Data excerpts:
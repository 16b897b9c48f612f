//! Project count quota (`maxProjects`)

use std::sync::Arc;

use crate::error::StorageError;
use crate::rules::RuleStore;
use crate::size::ProjectLister;

/// Outcome of a project creation check
#[derive(Debug, Clone, PartialEq, Eq)]
pub enum CreateDecision {
    Allowed,
    /// The resolved namespace already holds `max_projects` projects
    Denied {
        namespace: String,
        max_projects: u64,
    },
}

impl CreateDecision {
    pub fn is_allowed(&self) -> bool {
        matches!(self, CreateDecision::Allowed)
    }

    pub fn message(&self) -> Option<String> {
        match self {
            CreateDecision::Allowed => None,
            CreateDecision::Denied {
                namespace,
                max_projects,
            } => Some(format!(
                "Project cannot be created: namespace {} is limited to {} projects",
                namespace, max_projects
            )),
        }
    }
}

/// Limits how many projects a namespace may hold
pub struct ProjectCountEnforcer {
    rules: RuleStore,
    projects: Arc<dyn ProjectLister>,
}

impl ProjectCountEnforcer {
    pub fn new(rules: RuleStore, projects: Arc<dyn ProjectLister>) -> Self {
        Self { rules, projects }
    }

    /// Whether `project` may be created
    pub async fn check_create(&self, project: &str) -> Result<CreateDecision, StorageError> {
        let Some(resolved) = self.rules.resolver().resolve_project(project) else {
            return Ok(CreateDecision::Allowed);
        };
        let Some(max_projects) = resolved.rule.max_projects() else {
            return Ok(CreateDecision::Allowed);
        };

        let existing = self
            .projects
            .projects()
            .await?
            .iter()
            .filter(|p| p.as_str() != project && resolved.namespace.matches(p))
            .count() as u64;

        if existing >= max_projects {
            tracing::debug!(
                project,
                namespace = %resolved.namespace,
                existing,
                max_projects,
                "Project count quota reached"
            );
            return Ok(CreateDecision::Denied {
                namespace: resolved.namespace.to_string(),
                max_projects,
            });
        }
        Ok(CreateDecision::Allowed)
    }
}

impl std::fmt::Debug for ProjectCountEnforcer {
    fn fmt(&self, f: &mut std::fmt::Formatter<'_>) -> std::fmt::Result {
        f.debug_struct("ProjectCountEnforcer").finish_non_exhaustive()
    }
}
// Configuration File Support
//
// This module provides configuration file parsing for quotagate.
// Supports TOML format with environment variable overrides.
// Configuration files are loaded from XDG config directory: ~/.config/quotagate/config.toml
//
// Besides the process settings the file carries the quota rules themselves:
// a `[global]` table, then `[[group]]` and `[[namespace]]` tables in the
// order they should be matched.

use anyhow::{Context, Result};
use serde::{Deserialize, Serialize};
use std::fs;
use std::path::{Path, PathBuf};

use crate::admission::QueueConfig;
use crate::rate_limit::RateLimitConfig;
use crate::rules::{RuleScopes, RuleSet, SkippedEntry};

/// Main configuration structure
#[derive(Debug, Clone, Default, Serialize, Deserialize, PartialEq)]
#[serde(default)]
pub struct Config {
    /// Logging configuration
    pub logging: LoggingConfig,

    /// Size of each managed queue
    pub queues: QueueConfig,

    /// Rate limiter options
    pub rate_limit: RateLimitConfig,

    /// Where repositories live, for the size probe
    pub storage: StorageConfig,

    /// Metrics configuration
    pub metrics: MetricsConfig,

    /// Quota rules
    #[serde(flatten)]
    pub rules: RuleScopes,
}

/// Logging configuration
#[derive(Debug, Clone, Serialize, Deserialize, PartialEq)]
#[serde(default)]
pub struct LoggingConfig {
    /// Log level (trace, debug, info, warn, error)
    pub level: String,

    /// Log format (json, pretty, compact)
    pub format: String,
}

impl Default for LoggingConfig {
    fn default() -> Self {
        Self {
            level: "info".to_string(),
            format: "compact".to_string(),
        }
    }
}

/// Repository storage configuration
#[derive(Debug, Clone, Serialize, Deserialize, PartialEq)]
#[serde(default)]
pub struct StorageConfig {
    /// Directory holding one repository per project
    pub repo_root: PathBuf,
}

impl Default for StorageConfig {
    fn default() -> Self {
        Self {
            repo_root: PathBuf::from("/var/lib/quotagate/git"),
        }
    }
}

/// Metrics configuration
#[derive(Debug, Clone, Default, Serialize, Deserialize, PartialEq)]
#[serde(default)]
pub struct MetricsConfig {
    /// Whether to register the Prometheus metrics
    pub enabled: bool,
}

impl Config {
    /// Load configuration from the default XDG config directory
    ///
    /// # Errors
    ///
    /// Returns an error if the config file exists but cannot be parsed.
    /// If the config file does not exist, returns default configuration.
    pub fn load() -> Result<Self> {
        let config_path = Self::config_path();
        Self::load_from_path(&config_path)
    }

    /// Load configuration from a specific path
    ///
    /// # Errors
    ///
    /// Returns an error if the config file exists but cannot be parsed or
    /// does not validate. If the config file does not exist, returns default
    /// configuration.
    pub fn load_from_path<P: AsRef<Path>>(path: P) -> Result<Self> {
        let path = path.as_ref();

        if !path.exists() {
            tracing::debug!("Config file not found at {:?}, using defaults", path);
            return Ok(Self::default().apply_env_overrides());
        }

        let content = fs::read_to_string(path)
            .with_context(|| format!("Failed to read config file from {:?}", path))?;

        let config = Self::from_toml(&content)
            .with_context(|| format!("Failed to parse config file from {:?}", path))?
            .apply_env_overrides();

        config.validate()?;

        tracing::info!("Loaded configuration from {:?}", path);
        Ok(config)
    }

    /// Parse configuration text without applying overrides
    pub fn from_toml(content: &str) -> Result<Self> {
        Ok(toml::from_str(content)?)
    }

    /// Get the default configuration file path
    ///
    /// Returns `~/.config/quotagate/config.toml` on Linux
    pub fn config_path() -> PathBuf {
        if let Some(proj_dirs) = directories::ProjectDirs::from("com", "quotagate", "Quotagate") {
            proj_dirs.config_dir().join("config.toml")
        } else {
            // Fallback if XDG dirs cannot be determined
            let home = std::env::var("HOME").unwrap_or_else(|_| ".".to_string());
            PathBuf::from(home)
                .join(".config")
                .join("quotagate")
                .join("config.toml")
        }
    }

    /// Apply environment variable overrides to the configuration
    ///
    /// Environment variables take precedence over config file values:
    /// - QUOTAGATE_LOG_LEVEL
    /// - QUOTAGATE_LOG_FORMAT
    /// - QUOTAGATE_GRACE_PERMITS
    /// - QUOTAGATE_MAX_CACHED_BUCKETS
    /// - QUOTAGATE_REPO_ROOT
    /// - QUOTAGATE_METRICS_ENABLED
    pub fn apply_env_overrides(self) -> Self {
        self.apply_overrides(|name| std::env::var(name).ok())
    }

    fn apply_overrides(mut self, var: impl Fn(&str) -> Option<String>) -> Self {
        // Logging overrides
        if let Some(level) = var("QUOTAGATE_LOG_LEVEL") {
            self.logging.level = level;
        }
        if let Some(format) = var("QUOTAGATE_LOG_FORMAT") {
            self.logging.format = format;
        }

        // Rate limit overrides
        if let Some(grace) = var("QUOTAGATE_GRACE_PERMITS") {
            if let Ok(grace) = grace.parse::<u32>() {
                self.rate_limit.grace_permits = grace;
            }
        }

        if let Some(max) = var("QUOTAGATE_MAX_CACHED_BUCKETS") {
            if let Ok(max) = max.parse::<usize>() {
                self.rate_limit.max_cached_buckets = max;
            }
        }

        // Storage overrides
        if let Some(root) = var("QUOTAGATE_REPO_ROOT") {
            if !root.is_empty() {
                self.storage.repo_root = PathBuf::from(root);
            }
        }

        // Metrics overrides
        if let Some(enabled) = var("QUOTAGATE_METRICS_ENABLED") {
            self.metrics.enabled = enabled.parse().unwrap_or(self.metrics.enabled);
        }

        self
    }

    /// Validate the configuration
    ///
    /// Rule entries are not checked here; a bad entry only disables itself
    /// when the rule set is built.
    ///
    /// # Errors
    ///
    /// Returns an error if the configuration is invalid.
    pub fn validate(&self) -> Result<()> {
        // Validate logging level
        match self.logging.level.to_lowercase().as_str() {
            "trace" | "debug" | "info" | "warn" | "error" => {}
            _ => anyhow::bail!(
                "Invalid log level: {}. Must be one of: trace, debug, info, warn, error",
                self.logging.level
            ),
        }

        // Validate logging format
        match self.logging.format.to_lowercase().as_str() {
            "json" | "pretty" | "compact" => {}
            _ => anyhow::bail!(
                "Invalid log format: {}. Must be one of: json, pretty, compact",
                self.logging.format
            ),
        }

        // Validate queue sizes
        for (queue, max_threads) in self.queues.sizes() {
            if max_threads == 0 {
                anyhow::bail!("Queue {} must have at least one thread", queue);
            }
        }

        if self.rate_limit.max_cached_buckets == 0 {
            anyhow::bail!("Rate limit max_cached_buckets must be at least 1");
        }

        if self.rate_limit.exceeded_message.trim().is_empty() {
            anyhow::bail!("Rate limit exceeded_message must not be empty");
        }

        Ok(())
    }

    /// Convert log level string to tracing::Level
    pub fn log_level(&self) -> Result<tracing::Level> {
        self.logging
            .level
            .to_lowercase()
            .parse()
            .map_err(|e| anyhow::anyhow!("Failed to parse log level: {}", e))
    }

    /// Build the rule set, returning the entries that had to be skipped
    pub fn rule_set(&self) -> (RuleSet, Vec<SkippedEntry>) {
        RuleSet::build(&self.rules)
    }
}
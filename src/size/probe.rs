//! Storage collaborators of the size quota: reading a project's size and
//! listing the projects that exist.

use async_trait::async_trait;
use parking_lot::RwLock;
use std::collections::BTreeSet;
use std::io;
use std::path::{Path, PathBuf};
use walkdir::WalkDir;

use crate::error::StorageError;

/// Reads the on-disk size of a project
#[async_trait]
pub trait RepoSizeProbe: Send + Sync {
    /// Size in bytes; [`StorageError::NotFound`] if the project has no
    /// repository yet
    async fn size_of(&self, project: &str) -> Result<u64, StorageError>;
}

/// Lists existing projects
#[async_trait]
pub trait ProjectLister: Send + Sync {
    async fn projects(&self) -> Result<Vec<String>, StorageError>;
}

/// Size probe summing the files of a bare repository below a root directory.
///
/// Project `team/app` is looked up as `<root>/team/app.git`, then
/// `<root>/team/app`.
#[derive(Debug, Clone)]
pub struct FsRepoSizeProbe {
    root: PathBuf,
}

impl FsRepoSizeProbe {
    pub fn new(root: impl Into<PathBuf>) -> Self {
        Self { root: root.into() }
    }

    pub fn root(&self) -> &Path {
        &self.root
    }

    /// Repository directory of `project`, if one exists
    pub fn repo_path(&self, project: &str) -> Option<PathBuf> {
        let project = project.trim_matches('/');
        if project.is_empty() || project.split('/').any(|seg| seg == "..") {
            return None;
        }
        let bare = self.root.join(format!("{}.git", project));
        if bare.is_dir() {
            return Some(bare);
        }
        let plain = self.root.join(project);
        plain.is_dir().then_some(plain)
    }
}

fn dir_size(path: &Path) -> Result<u64, StorageError> {
    let mut total = 0u64;
    for entry in WalkDir::new(path).follow_links(false) {
        let entry = entry.map_err(|e| {
            let path = e.path().unwrap_or(path).to_path_buf();
            StorageError::Io {
                path,
                source: e
                    .into_io_error()
                    .unwrap_or_else(|| io::Error::new(io::ErrorKind::Other, "filesystem loop")),
            }
        })?;
        if entry.file_type().is_file() {
            let metadata = entry.metadata().map_err(|e| StorageError::Io {
                path: entry.path().to_path_buf(),
                source: e
                    .into_io_error()
                    .unwrap_or_else(|| io::Error::new(io::ErrorKind::Other, "metadata")),
            })?;
            total += metadata.len();
        }
    }
    Ok(total)
}

fn list_repos(root: &Path) -> Result<Vec<String>, StorageError> {
    if !root.is_dir() {
        return Ok(Vec::new());
    }

    let mut projects = Vec::new();
    let mut walker = WalkDir::new(root).min_depth(1).into_iter();
    while let Some(entry) = walker.next() {
        let entry = entry.map_err(|e| StorageError::Io {
            path: root.to_path_buf(),
            source: e
                .into_io_error()
                .unwrap_or_else(|| io::Error::new(io::ErrorKind::Other, "filesystem loop")),
        })?;
        if !entry.file_type().is_dir() {
            continue;
        }
        let Ok(relative) = entry.path().strip_prefix(root) else {
            continue;
        };
        let name = relative.to_string_lossy().replace('\\', "/");
        if let Some(project) = name.strip_suffix(".git") {
            projects.push(project.to_string());
            walker.skip_current_dir();
        }
    }
    projects.sort();
    Ok(projects)
}

#[async_trait]
impl RepoSizeProbe for FsRepoSizeProbe {
    async fn size_of(&self, project: &str) -> Result<u64, StorageError> {
        let Some(path) = self.repo_path(project) else {
            return Err(StorageError::NotFound(project.to_string()));
        };

        tokio::task::spawn_blocking(move || dir_size(&path))
            .await
            .map_err(|e| StorageError::Probe {
                project: project.to_string(),
                reason: e.to_string(),
            })?
    }
}

/// Every `*.git` directory below the root is a project
#[async_trait]
impl ProjectLister for FsRepoSizeProbe {
    async fn projects(&self) -> Result<Vec<String>, StorageError> {
        let root = self.root.clone();
        tokio::task::spawn_blocking(move || list_repos(&root))
            .await
            .map_err(|e| StorageError::Probe {
                project: "*".to_string(),
                reason: e.to_string(),
            })?
    }
}

/// Project list kept in memory and updated by the host
#[derive(Debug, Default)]
pub struct ProjectList {
    projects: RwLock<BTreeSet<String>>,
}

impl ProjectList {
    pub fn new<I, S>(projects: I) -> Self
    where
        I: IntoIterator<Item = S>,
        S: Into<String>,
    {
        Self {
            projects: RwLock::new(projects.into_iter().map(Into::into).collect()),
        }
    }

    pub fn add(&self, project: &str) -> bool {
        self.projects.write().insert(project.to_string())
    }

    pub fn remove(&self, project: &str) -> bool {
        self.projects.write().remove(project)
    }
}

#[async_trait]
impl ProjectLister for ProjectList {
    async fn projects(&self) -> Result<Vec<String>, StorageError> {
        Ok(self.projects.read().iter().cloned().collect())
    }
}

ACTION ITEM:
Give back, exactly as written, the stretch from the line with "if let Ok(max)" through the line with "if let Some(enabled)", and no other lines from the records above.

SOLVED PROBLEM:
            if let Ok(max) = max.parse::<usize>() {
                self.rate_limit.max_cached_buckets = max;
            }
        }

        // Storage overrides
        if let Some(root) = var("QUOTAGATE_REPO_ROOT") {
            if !root.is_empty() {
                self.storage.repo_root = PathBuf::from(root);
            }
        }

        // Metrics overrides
        if let Some(enabled) = var("QUOTAGATE_METRICS_ENABLED") {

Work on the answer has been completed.